While JPMorgan increased its participation in larger transactions during the first quarter, it has also maintained its number one spot among negotiated deals, working on 50 issues, totaling $9.2 billion.
“We have, over the last number of years, continued to improve our banking capabilities and presence, and the first quarter results are a real testament to the progress we’ve made,” Palmeri said.
JPMorgan has been a leader among senior managers in the transportation, energy, higher education and health care sectors and, according to Palmeri, the business plans to see more activity in the housing sector next quarter. He also said the practice will continue to try to be a leader in new product development.
During the first quarter, the bank worked on its first tender-option bond deal in callable commercial paper mode, which Palmeri said was well-received by the market.
Coming in third among top senior managers for all issues, Citi moved up one spot from the same period last year, with 91 issues totaling $8 billion during the first quarter.
Morgan Stanley held the third spot during the first quarter last year, but dropped down to number six this year with 53 issues totaling $4.1 billion. Wells Fargo moved up to fourth place from fifth, with 50 issues totaling $5.8 billion.
RBC, which started 2012 in seventh place and ended it at fifth place, remained at number five during the first quarter this year, with 178 issues totaling $4.9 billion. Almost all of those deals — 172 totaling $4.6 billion — were negotiated, helping the bank to climb three spots from last year’s sixth place among senior managers on negotiated-only issues.
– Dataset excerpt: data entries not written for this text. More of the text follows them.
//! SQLite-backed catalog store.
//!
//! Tables are created on open. Substring searches fold case with Unicode rules
//! in Rust, since SQLite's `LIKE` and `lower()` only fold ASCII letters.

use std::path::Path;
use std::str::FromStr;

use async_trait::async_trait;
use sqlx::sqlite::{SqliteConnectOptions, SqliteJournalMode, SqlitePool, SqlitePoolOptions};
use tracing::debug;

use crate::error::StoreError;

use super::model::{Book, Image, Movie, NewBook, NewImage, NewMovie};
use super::store::CatalogStore;

/// Default maximum number of pooled connections for a file database.
pub const DEFAULT_MAX_CONNECTIONS: u32 = 5;

const BOOK_COLUMNS: &str = "id, title, author, cover_image_url, file_path";
const MOVIE_COLUMNS: &str = "id, title, director, cover_image_url, file_path, genre";
const IMAGE_COLUMNS: &str = "id, name, file_path, folder";

/// Catalog store over an SQLite connection pool.
#[derive(Debug, Clone)]
pub struct SqliteCatalog {
    pool: SqlitePool,
}

impl SqliteCatalog {
    /// Open (or create) a database file and make sure the schema exists.
    pub async fn open(path: &Path) -> Result<Self, StoreError> {
        if let Some(parent) = path.parent().filter(|p| !p.as_os_str().is_empty()) {
            tokio::fs::create_dir_all(parent)
                .await
                .map_err(|e| StoreError::InvalidLocation {
                    path: path.to_path_buf(),
                    message: format!("failed to create parent directory: {e}"),
                })?;
        }

        let options = SqliteConnectOptions::new()
            .filename(path)
            .create_if_missing(true)
            .journal_mode(SqliteJournalMode::Wal);

        let pool = SqlitePoolOptions::new()
            .max_connections(DEFAULT_MAX_CONNECTIONS)
            .connect_with(options)
            .await?;

        let catalog = Self { pool };
        catalog.migrate().await?;
        debug!(path = %path.display(), "Opened catalog database");
        Ok(catalog)
    }

    /// Create a private in-memory database.
    ///
    /// Uses a single connection that is never recycled, since every SQLite
    /// memory connection owns a separate database.
    pub async fn in_memory() -> Result<Self, StoreError> {
        let options = SqliteConnectOptions::from_str("sqlite::memory:")?;

        let pool = SqlitePoolOptions::new()
            .max_connections(1)
            .idle_timeout(None)
            .max_lifetime(None)
            .connect_with(options)
            .await?;

        let catalog = Self { pool };
        catalog.migrate().await?;
        Ok(catalog)
    }

    /// The underlying connection pool.
    pub fn pool(&self) -> &SqlitePool {
        &self.pool
    }

    /// Create the catalog tables if they do not exist.
    pub async fn migrate(&self) -> Result<(), StoreError> {
        let statements = [
            (
                "books",
                r#"
                CREATE TABLE IF NOT EXISTS books (
                    id INTEGER PRIMARY KEY AUTOINCREMENT,
                    title TEXT NOT NULL,
                    author TEXT NOT NULL,
                    cover_image_url TEXT,
                    file_path TEXT NOT NULL CHECK (file_path <> '')
                )
                "#,
            ),
            (
                "movies",
                r#"
                CREATE TABLE IF NOT EXISTS movies (
                    id INTEGER PRIMARY KEY AUTOINCREMENT,
                    title TEXT NOT NULL,
                    director TEXT NOT NULL,
                    cover_image_url TEXT,
                    file_path TEXT NOT NULL CHECK (file_path <> ''),
                    genre TEXT NOT NULL
                )
                "#,
            ),
            (
                "images",
                r#"
                CREATE TABLE IF NOT EXISTS images (
                    id INTEGER PRIMARY KEY AUTOINCREMENT,
                    name TEXT NOT NULL,
                    file_path TEXT NOT NULL CHECK (file_path <> ''),
                    folder TEXT
                )
                "#,
            ),
        ];

        for (table, statement) in statements {
            sqlx::query(statement)
                .execute(&self.pool)
                .await
                .map_err(|e| StoreError::Migration {
                    message: format!("failed to create {table} table: {e}"),
                })?;
        }

        Ok(())
    }

    async fn count(&self, table: &'static str) -> Result<i64, StoreError> {
        let count: i64 = sqlx::query_scalar(&format!("SELECT COUNT(*) FROM {table}"))
            .fetch_one(&self.pool)
            .await?;
        Ok(count)
    }
}

/// Case-insensitive literal substring test; `needle` is already lowercased.
fn contains_folded(haystack: &str, needle: &str) -> bool {
    needle.is_empty() || haystack.to_lowercase().contains(needle)
}

#[async_trait]
impl CatalogStore for SqliteCatalog {
    async fn list_books(&self) -> Result<Vec<Book>, StoreError> {
        let books = sqlx::query_as::<_, Book>(&format!(
            "SELECT {BOOK_COLUMNS} FROM books ORDER BY id"
        ))
        .fetch_all(&self.pool)
        .await?;
        Ok(books)
    }

    async fn list_movies(&self) -> Result<Vec<Movie>, StoreError> {
        let movies = sqlx::query_as::<_, Movie>(&format!(
            "SELECT {MOVIE_COLUMNS} FROM movies ORDER BY id"
        ))
        .fetch_all(&self.pool)
        .await?;
        Ok(movies)
    }

    async fn list_images(&self) -> Result<Vec<Image>, StoreError> {
        let images = sqlx::query_as::<_, Image>(&format!(
            "SELECT {IMAGE_COLUMNS} FROM images ORDER BY id"
        ))
        .fetch_all(&self.pool)
        .await?;
        Ok(images)
    }

    async fn find_books_by_title_containing(&self, query: &str) -> Result<Vec<Book>, StoreError> {
        let needle = query.to_lowercase();
        let mut books = self.list_books().await?;
        books.retain(|b| contains_folded(&b.title, &needle));
        Ok(books)
    }

    async fn find_movies_by_title_containing(
        &self,
        query: &str,
    ) -> Result<Vec<Movie>, StoreError> {
        let needle = query.to_lowercase();
        let mut movies = self.list_movies().await?;
        movies.retain(|m| contains_folded(&m.title, &needle));
        Ok(movies)
    }

    async fn find_images_by_name_containing(
        &self,
        query: &str,
    ) -> Result<Vec<Image>, StoreError> {
        let needle = query.to_lowercase();
        let mut images = self.list_images().await?;
        images.retain(|i| contains_folded(&i.name, &needle));
        Ok(images)
    }

    async fn find_images_by_folder(&self, folder: &str) -> Result<Vec<Image>, StoreError> {
        let images = sqlx::query_as::<_, Image>(&format!(
            "SELECT {IMAGE_COLUMNS} FROM images WHERE folder = ?1 ORDER BY id"
        ))
        .bind(folder)
        .fetch_all(&self.pool)
        .await?;
        Ok(images)
    }

    async fn find_images_with_no_folder(&self) -> Result<Vec<Image>, StoreError> {
        let images = sqlx::query_as::<_, Image>(&format!(
            "SELECT {IMAGE_COLUMNS} FROM images WHERE folder IS NULL ORDER BY id"
        ))
        .fetch_all(&self.pool)
        .await?;
        Ok(images)
    }

    async fn count_books(&self) -> Result<i64, StoreError> {
        self.count("books").await
    }

    async fn count_movies(&self) -> Result<i64, StoreError> {
        self.count("movies").await
    }

    async fn count_images(&self) -> Result<i64, StoreError> {
        self.count("images").await
    }

    async fn insert_book(&self, book: &NewBook) -> Result<Book, StoreError> {
        let stored = sqlx::query_as::<_, Book>(&format!(
            "INSERT INTO books (title, author, cover_image_url, file_path) \
             VALUES (?1, ?2, ?3, ?4) RETURNING {BOOK_COLUMNS}"
        ))
        .bind(&book.title)
        .bind(&book.author)
        .bind(&book.cover_image_url)
        .bind(&book.file_path)
        .fetch_one(&self.pool)
        .await?;
        Ok(stored)
    }

    async fn insert_movie(&self, movie: &NewMovie) -> Result<Movie, StoreError> {
        let stored = sqlx::query_as::<_, Movie>(&format!(
            "INSERT INTO movies (title, director, cover_image_url, file_path, genre) \
             VALUES (?1, ?2, ?3, ?4, ?5) RETURNING {MOVIE_COLUMNS}"
        ))
        .bind(&movie.title)
        .bind(&movie.director)
        .bind(&movie.cover_image_url)
        .bind(&movie.file_path)
        .bind(&movie.genre)
        .fetch_one(&self.pool)
        .await?;
        Ok(stored)
    }

    async fn insert_image(&self, image: &NewImage) -> Result<Image, StoreError> {
        let stored = sqlx::query_as::<_, Image>(&format!(
            "INSERT INTO images (name, file_path, folder) \
             VALUES (?1, ?2, ?3) RETURNING {IMAGE_COLUMNS}"
        ))
        .bind(&image.name)
        .bind(&image.file_path)
        .bind(&image.folder)
        .fetch_one(&self.pool)
        .await?;
        Ok(stored)
    }
}
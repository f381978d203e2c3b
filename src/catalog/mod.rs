//! Catalog store layer.
//!
//! The catalog holds three independent tables (books, movies, images). Every
//! row points at a file under the storage root through its `file_path`.
//!
//! ```text
//! ┌─────────────────────────────────────────┐
//! │             ContentService              │
//! └────────────────────┬────────────────────┘
//!                      │
//!                      ▼
//! ┌─────────────────────────────────────────┐
//! │          CatalogStore Trait             │
//! │  (list, substring search, folder match) │
//! └────────────────────┬────────────────────┘
//!                      │
//!                      ▼
//! ┌─────────────────────────────────────────┐
//! │             SqliteCatalog               │
//! │      (sqlx pool, file or in-memory)     │
//! └─────────────────────────────────────────┘
//! ```
//!
//! # Usage
//!
//! ```ignore
//! use content_catalog::catalog::{CatalogStore, SqliteCatalog};
//!
//! let catalog = SqliteCatalog::open(Path::new("backend/catalog.db")).await?;
//! let books = catalog.find_books_by_title_containing("gatsby").await?;
//! ```

mod model;
mod sqlite;
mod store;

pub use model::{Book, Image, Movie, NewBook, NewImage, NewMovie, ALL_GROUP};
pub use sqlite::{SqliteCatalog, DEFAULT_MAX_CONNECTIONS};
pub use store::CatalogStore;
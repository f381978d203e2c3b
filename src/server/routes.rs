//! Router configuration for the catalog server.
//!
//! This module defines the HTTP routes and applies middleware for CORS and
//! request tracing.
//!
//! # Route Structure
//!
//! ```text
//! /health                               - Health check (public)
//! /api/auth/login                       - Login (public)
//! /api/books                            - List books (public)
//! /api/movies                           - List movies (public)
//! /api/images                           - Images grouped by folder (public)
//! /api/search?query=                    - Search (public)
//! /api/content/{type}/{filename}        - File download (public)
//! /api/**                               - Anything else (Basic auth, then 404)
//! ```
//!
//! # Example
//!
//! ```ignore
//! use content_catalog::server::{create_router, AppState, RouterConfig};
//!
//! let state = AppState::new(content_service, identity);
//! let router = create_router(state, RouterConfig::new());
//!
//! let listener = tokio::net::TcpListener::bind("0.0.0.0:8080").await?;
//! axum::serve(listener, router).await?;
//! ```

use std::time::Duration;

use axum::{
    routing::{get, post},
    Router,
};
use http::Method;
use tower_http::cors::{Any, CorsLayer};
use tower_http::trace::TraceLayer;

use super::handlers::{
    books_handler, content_handler, health_handler, images_handler, login_handler,
    movies_handler, protected_fallback_handler, search_handler, AppState,
};
use crate::catalog::CatalogStore;

// =============================================================================
// Router Configuration
// =============================================================================

/// Configuration for the HTTP router.
#[derive(Debug, Clone)]
pub struct RouterConfig {
    /// Allowed CORS origins (None = allow any origin)
    pub cors_origins: Option<Vec<String>>,

    /// Whether to enable request tracing
    pub enable_tracing: bool,
}

impl Default for RouterConfig {
    fn default() -> Self {
        Self::new()
    }
}

impl RouterConfig {
    /// Create a router configuration.
    ///
    /// By default:
    /// - CORS allows any origin, method and header
    /// - Tracing is enabled
    pub fn new() -> Self {
        Self {
            cors_origins: None,
            enable_tracing: true,
        }
    }

    /// Set specific allowed CORS origins.
    ///
    /// Pass an empty vec to disallow all cross-origin requests.
    pub fn with_cors_origins(mut self, origins: Vec<String>) -> Self {
        self.cors_origins = Some(origins);
        self
    }

    /// Allow any CORS origin.
    pub fn with_cors_any_origin(mut self) -> Self {
        self.cors_origins = None;
        self
    }

    /// Enable or disable request tracing.
    pub fn with_tracing(mut self, enabled: bool) -> Self {
        self.enable_tracing = enabled;
        self
    }
}

// =============================================================================
// Router Builder
// =============================================================================

/// Create the main application router.
///
/// Builds:
/// - The public `/api` routes
/// - A Basic-auth guarded fallback for every other `/api/**` path
/// - The `/health` route
/// - CORS and (optionally) request tracing
pub fn create_router<S>(state: AppState<S>, config: RouterConfig) -> Router
where
    S: CatalogStore + 'static,
{
    let api_routes = Router::new()
        .route("/auth/login", post(login_handler::<S>))
        .route("/books", get(books_handler::<S>))
        .route("/movies", get(movies_handler::<S>))
        .route("/images", get(images_handler::<S>))
        .route("/search", get(search_handler::<S>))
        .route("/content/{kind}/{filename}", get(content_handler::<S>))
        .fallback(protected_fallback_handler)
        .with_state(state);

    let router = Router::new()
        .nest("/api", api_routes)
        .route("/health", get(health_handler))
        .layer(build_cors_layer(&config));

    if config.enable_tracing {
        router.layer(TraceLayer::new_for_http())
    } else {
        router
    }
}

/// Build the CORS layer based on configuration.
fn build_cors_layer(config: &RouterConfig) -> CorsLayer {
    let cors = CorsLayer::new()
        .allow_methods([
            Method::GET,
            Method::POST,
            Method::PUT,
            Method::DELETE,
            Method::OPTIONS,
        ])
        .allow_headers(Any)
        .max_age(Duration::from_secs(86400)); // 24 hours

    match &config.cors_origins {
        None => cors.allow_origin(Any),
        Some(origins) if origins.is_empty() => cors,
        Some(origins) => {
            let parsed_origins: Vec<_> = origins.iter().filter_map(|o| o.parse().ok()).collect();
            cors.allow_origin(parsed_origins)
        }
    }
}

// =============================================================================
// Tests
// =============================================================================
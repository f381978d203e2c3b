//! Content service layer.
//!
//! ```text
//! ┌─────────────────────────────────────────┐
//! │              HTTP Handlers              │
//! └────────────────────┬────────────────────┘
//!                      │
//!                      ▼
//! ┌─────────────────────────────────────────┐
//! │             ContentService              │
//! │  ┌──────────────┐  ┌─────────────────┐  │
//! │  │ group/search │  │  resolve_file   │  │
//! │  │ (catalog)    │  │  (storage tree) │  │
//! │  └──────────────┘  └─────────────────┘  │
//! └─────────┬───────────────────┬───────────┘
//!           ▼                   ▼
//!    ┌──────────────┐   ┌───────────────┐
//!    │ CatalogStore │   │ StorageLayout │
//!    └──────────────┘   └───────────────┘
//! ```
//!
//! - [`ContentService`]: listing, grouping, search and file resolution
//! - [`SearchHit`]: kind-tagged search result
//! - [`ResolvedFile`]: an open file plus its inferred media type
//! - [`StorageLayout`]: storage root and traversal-safe path joining

mod service;
pub mod storage;

pub use service::{ContentService, ResolvedFile, SearchHit};
pub use storage::{
    media_type_for, StorageLayout, BOOKS_DIR, FALLBACK_MEDIA_TYPE, IMAGES_DIR, MOVIES_DIR,
};
/// Applies one user message to the session and returns the reply.
///
/// Empty input returns an empty string without touching the session.
pub async fn handle_customer_message(
    user_text: &str,
    session: &mut CustomerSession,
    backends: &Backends<'_>,
) -> Result<String, TrustlineError> {
    let trimmed = user_text.trim();
    if trimmed.is_empty() {
        return Ok(String::new());
    }

    // Order ids are matched case-insensitively by uppercasing the input.
    let user_text = if looks_like_order_id(trimmed) {
        trimmed.to_uppercase()
    } else {
        trimmed.to_string()
    };

    if session.locked_language.is_none() {
        if let Some(lang) = detect_language(&user_text) {
            debug!(language = %lang, "conversation language locked");
            session.locked_language = Some(lang);
        }
    }
    let lang = session.locked_language;

    let orders = backends.orders.load_all();
    let knowledge = backends.retriever.search(&user_text).await.join("\n");

    session.add_turn(ChatRole::User, &user_text);

    // Escalation before verification: intake first, so nothing is claimed
    // as recorded while nothing was saved.
    if session.state != ConversationState::Verified && is_escalation_request(&user_text) {
        session.last_issue_text = Some(user_text.clone());
        session.state = ConversationState::AwaitingOrderId;
        let reply = templates::escalation_intake(lang);
        session.add_turn(ChatRole::Assistant, &reply);
        return Ok(reply);
    }

    match session.state {
        ConversationState::Idle => {
            let target = if is_policy_intent(&user_text) && !is_order_intent(&user_text) {
                ConversationState::Idle
            } else if is_order_intent(&user_text) {
                ConversationState::AwaitingOrderId
            } else {
                ConversationState::Idle
            };
            let reply = delegate(
                backends,
                session,
                target,
                PromptContext::unverified(lang),
                &knowledge,
                &user_text,
            )
            .await?;
            session.state = target;
            session.add_turn(ChatRole::Assistant, &reply);
            Ok(reply)
        }

        ConversationState::AwaitingOrderId => {
            // Disambiguation pick from an earlier phone match.
            if session.matched_order_ids.iter().any(|id| id == &user_text) {
                match orders.get(&user_text) {
                    // Candidate vanished since listing: start over.
                    None => {
                        session.state = ConversationState::Idle;
                        session.order_id = None;
                        session.matched_order_ids.clear();
                        let reply = templates::security_ask_phone(lang);
                        session.add_turn(ChatRole::Assistant, &reply);
                        return Ok(reply);
                    }
                    Some(order) => {
                        // Selecting an order still requires the phone.
                        let snapshot = OrderSnapshot::capture(&user_text, order);
                        let reply = delegate(
                            backends,
                            session,
                            ConversationState::AwaitingPhone,
                            PromptContext::unverified(lang).with_order_exists(true),
                            &knowledge,
                            &user_text,
                        )
                        .await?;
                        session.order_id = Some(user_text.clone());
                        session.order_snapshot = Some(snapshot);
                        session.matched_order_ids.clear();
                        session.state = ConversationState::AwaitingPhone;
                        session.add_turn(ChatRole::Assistant, &reply);
                        return Ok(reply);
                    }
                }
            }

            // Order-id shape, but no such order.
            if looks_like_order_id(&user_text) && !orders.contains_key(&user_text) {
                let reply = delegate(
                    backends,
                    session,
                    ConversationState::Idle,
                    PromptContext::unverified(lang).with_order_exists(false),
                    &knowledge,
                    &user_text,
                )
                .await?;
                session.state = ConversationState::Idle;
                session.order_id = None;
                session.matched_order_ids.clear();
                session.add_turn(ChatRole::Assistant, &reply);
                return Ok(reply);
            }

            if user_says_dont_know_order(&user_text) {
                let reply = delegate(
                    backends,
                    session,
                    ConversationState::AwaitingPhone,
                    PromptContext::unverified(lang),
                    &knowledge,
                    &user_text,
                )
                .await?;
                session.order_id = None;
                session.matched_order_ids.clear();
                session.state = ConversationState::AwaitingPhone;
                session.add_turn(ChatRole::Assistant, &reply);
                return Ok(reply);
            }

            if looks_like_phone(&user_text) {
                let phone = normalize_phone(&extract_digits(&user_text));
                let matches = backends.orders.find_by_phone(&phone);

                if matches.is_empty() {
                    let reply = delegate(
                        backends,
                        session,
                        ConversationState::AwaitingOrderId,
                        PromptContext::unverified(lang).with_reason("no_order_for_phone"),
                        &knowledge,
                        &user_text,
                    )
                    .await?;
                    session.matched_order_ids.clear();
                    session.add_turn(ChatRole::Assistant, &reply);
                    return Ok(reply);
                }

                if matches.len() > 1 {
                    let lines: Vec<String> = matches
                        .iter()
                        .filter_map(|oid| {
                            orders
                                .get(oid)
                                .map(|o| templates::order_choice_line(lang, oid, o.status))
                        })
                        .collect();
                    let reply = templates::multiple_orders_pick(lang, &lines.join("\n"));
                    session.matched_order_ids = matches;
                    session.add_turn(ChatRole::Assistant, &reply);
                    return Ok(reply);
                }

                // Single match: phone alone verifies, reveal the id.
                let order_id = matches[0].clone();
                if let Some(order) = orders.get(&order_id) {
                    let snapshot = OrderSnapshot::capture(&order_id, order);
                    let reply = delegate(
                        backends,
                        session,
                        ConversationState::Verified,
                        PromptContext::verified(Some(snapshot.clone()), lang)
                            .with_reveal_order_id(),
                        &knowledge,
                        &user_text,
                    )
                    .await?;
                    info!(order_id = %order_id, "customer verified by phone");
                    session.order_id = Some(order_id);
                    session.order_snapshot = Some(snapshot);
                    session.matched_order_ids.clear();
                    session.state = ConversationState::Verified;
                    session.add_turn(ChatRole::Assistant, &reply);
                    return Ok(reply);
                }
            }

            // Known order id typed directly: ask for the phone next.
            if orders.contains_key(&user_text) {
                session.order_id = Some(user_text.clone());
                session.matched_order_ids.clear();
                session.state = ConversationState::AwaitingPhone;
                let reply = templates::security_ask_phone(lang);
                session.add_turn(ChatRole::Assistant, &reply);
                return Ok(reply);
            }

            let reply = delegate(
                backends,
                session,
                ConversationState::AwaitingOrderId,
                PromptContext::unverified(lang),
                &knowledge,
                &user_text,
            )
            .await?;
            session.add_turn(ChatRole::Assistant, &reply);
            Ok(reply)
        }

        ConversationState::AwaitingPhone => {
            if !looks_like_phone(&user_text) {
                let reply = delegate(
                    backends,
                    session,
                    ConversationState::AwaitingPhone,
                    PromptContext::unverified(lang),
                    &knowledge,
                    &user_text,
                )
                .await?;
                session.add_turn(ChatRole::Assistant, &reply);
                return Ok(reply);
            }

            let phone = normalize_phone(&extract_digits(&user_text));
            let matches = backends.orders.find_by_phone(&phone);

            let mismatch = matches.is_empty()
                || session
                    .order_id
                    .as_ref()
                    .is_some_and(|oid| !matches.contains(oid));
            if mismatch {
                let reply = delegate(
                    backends,
                    session,
                    ConversationState::AwaitingPhone,
                    PromptContext::unverified(lang).with_phone_match(false),
                    &knowledge,
                    &user_text,
                )
                .await?;
                session.add_turn(ChatRole::Assistant, &reply);
                return Ok(reply);
            }

            let order_id = match session.order_id.clone() {
                Some(oid) => oid,
                None if matches.len() > 1 => {
                    let lines: Vec<String> = matches
                        .iter()
                        .filter_map(|oid| {
                            orders
                                .get(oid)
                                .map(|o| templates::order_choice_line(lang, oid, o.status))
                        })
                        .collect();
                    let reply = templates::multiple_orders_intended(lang, &lines.join("\n"));
                    session.matched_order_ids = matches;
                    session.state = ConversationState::AwaitingOrderId;
                    session.add_turn(ChatRole::Assistant, &reply);
                    return Ok(reply);
                }
                None => matches[0].clone(),
            };

            let Some(order) = orders.get(&order_id) else {
                // Order disappeared between listing and verification.
                let reply = delegate(
                    backends,
                    session,
                    ConversationState::AwaitingPhone,
                    PromptContext::unverified(lang).with_phone_match(false),
                    &knowledge,
                    &user_text,
                )
                .await?;
                session.add_turn(ChatRole::Assistant, &reply);
                return Ok(reply);
            };

            let snapshot = OrderSnapshot::capture(&order_id, order);
            let reply = delegate(
                backends,
                session,
                ConversationState::Verified,
                PromptContext::verified(Some(snapshot.clone()), lang).with_reveal_order_id(),
                &knowledge,
                &user_text,
            )
            .await?;
            info!(order_id = %order_id, "customer verified by phone");
            session.order_id = Some(order_id);
            session.order_snapshot = Some(snapshot);
            session.matched_order_ids.clear();
            session.state = ConversationState::Verified;
            session.add_turn(ChatRole::Assistant, &reply);
            Ok(reply)
        }

        ConversationState::Verified => {
            handle_verified(&user_text, session, backends, &knowledge).await
        }
    }
}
“RBC is pleased to remain in the top five through the first quarter 2013, aided by an especially strong top three place for negotiated only transactions,” Chris Hamel, head of municipal finance, and Mark Maroney, head of municipal capital markets, said in a statement. “This confirms what a broader array of clients are telling us: that RBC is among the leading firms active in U.S. municipal underwriting.”
Among financial advisors, Public Financial Management once again dominated the rankings during the quarter. On all long-term issues, no other firm came close to PFM’s 14.4% market share of 176 issues totaling $8.4 billion.
“Of course, it’s always gratifying to retain the leadership position PFM has held for the past 15 years, and certainly, we believe that our ongoing dedication to serving the client’s needs as our only goal has helped us stay here,” said John Bonow, chief executive officer of PFM Group.
PFM was the top financial advisor across the board, working on 92 negotiated issues totaling $5.8 billion, 84 competitive issues totaling $2.6 billion, and 75 small issues totaling $428.4 million.
“Our capacity and ability to provide comprehensive financial advice also contributes to our industry leadership,” Bonow said, explaining that the firm has a dedicated pricing group that allows PFM to give clients a perspective on appropriate pricing. “Additionally, we have sector experts across all areas of governmental and non-profit finance together with an intensely local presence in nearly 40 locations across the country,” he said. “We know our markets.”
While the firm worked on more transactions than other financial advisors, Bonow said that PFM focuses on finding the optimal funding solution for the client, including those that may not involve debt.
“We are involved in many public-private partnerships and similar alternative funding situations and we continue to extend our ability to provide comprehensive, budget, workforce, pension and [other post-employment benefits] advice and services.”
FirstSouthwest took the second spot among financial advisors for all issues with 154, totaling $6.2 billion. The firm jumped two spots from last year when it worked on $4.2 billion. Public Resources Advisory Group kept its number three spot with 23 issues totaling $6.2 billion. Acacia Financial Group took fourth place, and Lamont Financial Services took fifth.